*WORK REQUIRED:*
Only a number is wanted: how many lines in the listing contain the word "runtime"?

------------------------------------------------------------------------

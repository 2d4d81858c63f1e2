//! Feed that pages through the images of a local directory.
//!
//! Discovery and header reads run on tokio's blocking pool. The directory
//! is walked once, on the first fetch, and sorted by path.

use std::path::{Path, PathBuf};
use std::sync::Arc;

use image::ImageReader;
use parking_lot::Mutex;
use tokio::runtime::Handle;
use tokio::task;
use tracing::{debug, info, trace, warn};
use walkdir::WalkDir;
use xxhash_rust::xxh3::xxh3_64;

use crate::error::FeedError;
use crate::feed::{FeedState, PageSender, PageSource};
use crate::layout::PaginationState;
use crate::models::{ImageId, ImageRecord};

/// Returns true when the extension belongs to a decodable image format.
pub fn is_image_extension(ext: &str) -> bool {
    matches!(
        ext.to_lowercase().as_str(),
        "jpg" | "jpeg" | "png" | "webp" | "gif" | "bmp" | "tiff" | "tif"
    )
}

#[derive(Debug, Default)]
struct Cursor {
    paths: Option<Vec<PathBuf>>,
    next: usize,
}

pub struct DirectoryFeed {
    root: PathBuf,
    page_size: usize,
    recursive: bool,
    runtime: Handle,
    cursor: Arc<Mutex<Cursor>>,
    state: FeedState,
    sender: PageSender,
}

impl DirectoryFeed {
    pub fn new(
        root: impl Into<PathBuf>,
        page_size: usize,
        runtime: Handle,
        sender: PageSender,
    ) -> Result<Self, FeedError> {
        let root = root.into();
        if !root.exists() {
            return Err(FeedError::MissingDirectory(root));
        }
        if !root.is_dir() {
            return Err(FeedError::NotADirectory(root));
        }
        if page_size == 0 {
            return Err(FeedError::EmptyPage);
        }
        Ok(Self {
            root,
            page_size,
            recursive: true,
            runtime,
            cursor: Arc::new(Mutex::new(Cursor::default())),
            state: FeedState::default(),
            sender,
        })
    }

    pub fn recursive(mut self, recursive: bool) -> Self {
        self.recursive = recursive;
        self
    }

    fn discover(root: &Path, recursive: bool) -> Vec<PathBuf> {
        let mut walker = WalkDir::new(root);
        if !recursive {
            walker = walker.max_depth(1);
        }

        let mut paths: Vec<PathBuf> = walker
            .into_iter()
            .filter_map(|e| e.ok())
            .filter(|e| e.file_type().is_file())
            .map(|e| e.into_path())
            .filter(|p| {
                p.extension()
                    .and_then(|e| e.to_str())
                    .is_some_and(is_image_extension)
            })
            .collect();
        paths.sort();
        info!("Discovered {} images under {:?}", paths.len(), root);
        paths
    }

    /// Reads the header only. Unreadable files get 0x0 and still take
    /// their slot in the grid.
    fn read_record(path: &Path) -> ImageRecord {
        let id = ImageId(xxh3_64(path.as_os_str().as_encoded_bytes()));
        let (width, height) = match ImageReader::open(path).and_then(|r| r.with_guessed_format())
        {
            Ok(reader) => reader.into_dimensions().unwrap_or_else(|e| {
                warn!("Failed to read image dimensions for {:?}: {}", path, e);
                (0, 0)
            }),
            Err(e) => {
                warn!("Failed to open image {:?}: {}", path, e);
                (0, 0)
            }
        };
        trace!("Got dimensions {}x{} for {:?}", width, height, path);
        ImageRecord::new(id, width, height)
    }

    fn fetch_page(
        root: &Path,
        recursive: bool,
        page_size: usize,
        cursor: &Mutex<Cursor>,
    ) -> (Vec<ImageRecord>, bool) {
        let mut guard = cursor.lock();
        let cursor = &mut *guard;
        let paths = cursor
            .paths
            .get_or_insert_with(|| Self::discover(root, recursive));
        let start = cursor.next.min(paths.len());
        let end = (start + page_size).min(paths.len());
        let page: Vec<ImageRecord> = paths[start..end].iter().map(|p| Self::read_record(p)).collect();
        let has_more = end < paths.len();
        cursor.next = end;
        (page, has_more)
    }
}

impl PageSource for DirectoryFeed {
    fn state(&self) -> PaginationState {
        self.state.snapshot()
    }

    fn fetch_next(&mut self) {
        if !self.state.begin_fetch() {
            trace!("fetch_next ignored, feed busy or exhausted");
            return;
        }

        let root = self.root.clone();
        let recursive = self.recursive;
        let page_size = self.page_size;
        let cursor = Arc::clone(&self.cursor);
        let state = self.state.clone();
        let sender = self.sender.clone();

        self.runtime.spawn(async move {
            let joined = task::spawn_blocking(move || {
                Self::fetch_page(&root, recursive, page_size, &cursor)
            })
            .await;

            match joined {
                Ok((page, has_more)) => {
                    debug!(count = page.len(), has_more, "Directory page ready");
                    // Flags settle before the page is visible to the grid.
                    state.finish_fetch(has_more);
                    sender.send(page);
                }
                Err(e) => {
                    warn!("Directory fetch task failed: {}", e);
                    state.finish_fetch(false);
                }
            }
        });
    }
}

------------------------------------------------------------------------

*RESPONSE:*
5